Abstract The metabolism of 4-keto-all- trans -retinoic-acid (4-keto-RA), a biologically active oxygenated metabolite of all- trans -retinoic (RA), has been examined. In vitro , incubation of [ 14 C]4-keto-RA with hamster liver microsomes in the presence of NADPH produced two major radioactive metabolites which were more polar than the parent compound. Following isolation, appropriate derivatization and analysis by GC-MS, these compounds were tentatively identified as 2-hydroxy- and 3-hydroxy-4-ketoretinoic acid. Formation of both hydroxy-keto derivatives was suppressed by the imidazole-containing P450 inhibitor liarozole fumarate ( ic 50 , 1.3μM). In vivo , an i.V. injection of 4-keto-RA (20 μg) into rats was followed by rapid disappearance of the retinoid from plasma with a half-life of 7 min.
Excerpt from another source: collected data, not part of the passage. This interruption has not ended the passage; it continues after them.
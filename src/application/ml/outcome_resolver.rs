use crate::application::system::CancellationToken;
use crate::domain::errors::is_no_rows_affected;
use crate::domain::market::Candle;
use crate::domain::ml::model_version::is_anomaly_model_key;
use crate::domain::ml::{Direction, Prediction, PredictionResolution};
use crate::domain::repositories::{CandleRepository, PredictionStore};
use anyhow::{Context, Result};
use chrono::{DateTime, Utc};
use rust_decimal::Decimal;
use rust_decimal::prelude::ToPrimitive;
use serde::Serialize;
use std::sync::Arc;
use tracing::{debug, info};

/// Anomaly detector outputs carry no direction to grade
pub fn should_resolve_prediction(model_key: &str) -> bool {
    !is_anomaly_model_key(model_key)
}

/// Grade a prediction against the close of its open and target candles.
///
/// `None` when the open close is zero (no meaningful return).
pub fn evaluate_outcome(
    prediction: &Prediction,
    open_close: Decimal,
    target_close: Decimal,
    resolved_at: DateTime<Utc>,
) -> Option<PredictionResolution> {
    if open_close.is_zero() {
        return None;
    }
    let actual_up = target_close > open_close;
    let predicted_up = match prediction.direction {
        Direction::Long => true,
        Direction::Short => false,
        Direction::Hold => prediction.prob_up >= 0.5,
    };
    let realized = target_close.checked_div(open_close)? - Decimal::ONE;

    Some(PredictionResolution {
        resolved_at,
        actual_up,
        is_correct: predicted_up == actual_up,
        realized_return: realized.to_f64().unwrap_or(0.0),
    })
}

#[derive(Debug, Clone, Default, Serialize)]
pub struct ResolutionReport {
    pub examined: usize,
    pub resolved: usize,
    pub skipped_anomaly: usize,
    pub skipped_missing_candles: usize,
    /// Rows another worker resolved first
    pub already_resolved: usize,
}

/// Resolves due predictions against realised candle closes
pub struct OutcomeResolver {
    predictions: Arc<dyn PredictionStore>,
    candles: Arc<dyn CandleRepository>,
    batch_size: usize,
}

impl OutcomeResolver {
    pub fn new(
        predictions: Arc<dyn PredictionStore>,
        candles: Arc<dyn CandleRepository>,
        batch_size: usize,
    ) -> Self {
        Self {
            predictions,
            candles,
            batch_size: batch_size.max(1),
        }
    }

    /// Resolve up to one batch of predictions whose target time has passed.
    ///
    /// Pages through due rows in `(target_time, id)` order, so rows still
    /// waiting on candles never hold back newer resolvable ones. A run ends
    /// once `batch_size` rows are settled or the due rows are exhausted.
    /// Rows resolved before an error stay resolved; the error is returned.
    pub async fn resolve_due(
        &self,
        now: DateTime<Utc>,
        cancel: &CancellationToken,
    ) -> Result<ResolutionReport> {
        let mut report = ResolutionReport::default();
        let mut cursor: Option<(DateTime<Utc>, i64)> = None;

        'pages: loop {
            let page = self
                .predictions
                .list_unresolved_predictions(now, cursor, self.batch_size)
                .await
                .context("Failed to list unresolved predictions")?;

            for prediction in &page {
                cancel.check()?;
                report.examined += 1;
                self.resolve_one(prediction, now, &mut report).await?;
                if report.resolved + report.already_resolved >= self.batch_size {
                    break 'pages;
                }
            }

            if page.len() < self.batch_size {
                break;
            }
            match page.last().and_then(|p| p.id.map(|id| (p.target_time, id))) {
                Some(next) => cursor = Some(next),
                None => break,
            }
        }

        info!(
            "Resolved {}/{} due predictions ({} awaiting candles)",
            report.resolved, report.examined, report.skipped_missing_candles
        );
        Ok(report)
    }

    async fn resolve_one(
        &self,
        prediction: &Prediction,
        now: DateTime<Utc>,
        report: &mut ResolutionReport,
    ) -> Result<()> {
        if !should_resolve_prediction(&prediction.model_key) {
            report.skipped_anomaly += 1;
            return Ok(());
        }
        let Some(id) = prediction.id else {
            return Ok(());
        };

        let Some((open_close, target_close)) = self.closes_for(prediction).await? else {
            report.skipped_missing_candles += 1;
            return Ok(());
        };
        let Some(resolution) = evaluate_outcome(prediction, open_close, target_close, now) else {
            report.skipped_missing_candles += 1;
            return Ok(());
        };

        match self.predictions.resolve_prediction(id, &resolution).await {
            Ok(()) => report.resolved += 1,
            Err(e) if is_no_rows_affected(&e) => {
                debug!("Prediction {} already resolved", id);
                report.already_resolved += 1;
            }
            Err(e) => {
                return Err(e).with_context(|| format!("Failed to resolve prediction {}", id));
            }
        }
        Ok(())
    }

    /// Closes of the candles opening exactly at `open_time` and `target_time`
    async fn closes_for(&self, prediction: &Prediction) -> Result<Option<(Decimal, Decimal)>> {
        let mut candles = self
            .candles
            .get_candles_in_range(
                &prediction.symbol,
                prediction.interval,
                prediction.open_time,
                prediction.target_time,
            )
            .await
            .with_context(|| format!("Failed to load candles for {}", prediction.symbol))?;
        candles.sort_by_key(|c| c.open_time);

        Ok(candle_at(&candles, prediction.open_time)
            .zip(candle_at(&candles, prediction.target_time))
            .map(|(open, target)| (open.close, target.close)))
    }
}

fn candle_at(candles: &[Candle], open_time: DateTime<Utc>) -> Option<&Candle> {
    candles.iter().find(|c| c.open_time == open_time)
}

#[cfg(test)]
mod tests {
    use super::*;
    use crate::domain::market::Timeframe;
    use crate::domain::ml::RiskLevel;
    use chrono::Duration;
    use rust_decimal_macros::dec;

    fn prediction(direction: Direction, prob_up: f64) -> Prediction {
        let open_time = Utc::now();
        Prediction {
            id: Some(1),
            symbol: "BTCUSDT".to_string(),
            interval: Timeframe::OneHour,
            open_time,
            target_time: open_time + Duration::hours(4),
            model_key: "logreg".to_string(),
            model_version: 1,
            prob_up,
            confidence: 0.5,
            direction,
            risk: RiskLevel::clamped(3),
            signal_id: None,
            details_json: "{}".to_string(),
            resolved_at: None,
            actual_up: None,
            is_correct: None,
            realized_return: None,
        }
    }

    #[test]
    fn test_should_resolve_prediction() {
        assert!(!should_resolve_prediction("iforest_1h"));
        assert!(should_resolve_prediction("logreg"));
        assert!(should_resolve_prediction("ensemble"));
    }

    #[test]
    fn test_long_correct_short_wrong() {
        let now = Utc::now();
        let long = evaluate_outcome(&prediction(Direction::Long, 0.7), dec!(100), dec!(120), now)
            .unwrap();
        assert!(long.actual_up);
        assert!(long.is_correct);
        assert!((long.realized_return - 0.20).abs() < 1e-12);

        let short = evaluate_outcome(&prediction(Direction::Short, 0.3), dec!(100), dec!(120), now)
            .unwrap();
        assert!(!short.is_correct);
    }

    #[test]
    fn test_hold_falls_back_to_probability() {
        let now = Utc::now();
        let down = evaluate_outcome(&prediction(Direction::Hold, 0.4), dec!(100), dec!(90), now)
            .unwrap();
        assert!(!down.actual_up);
        assert!(down.is_correct);
        assert!((down.realized_return + 0.10).abs() < 1e-12);
    }

    #[test]
    fn test_zero_open_close_is_skipped() {
        assert!(
            evaluate_outcome(&prediction(Direction::Long, 0.9), dec!(0), dec!(10), Utc::now())
                .is_none()
        );
    }
}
Pretreatment with liarozole fumarate (40 mg/kg, -60 min) reduced the elimination rate of 4-keto-RA: it prolonged the plasma half-life of the retinoid to 12 min, without affecting its distribution volume. These results indicate the important role of the P450 enzyme system in the metabolism of 4-keto-RA both in vitro and in vivo . The inhibitory effect of liarozole fumarate on this metabolic process may contribute to the reported retinoid-mimetic activity of this drug.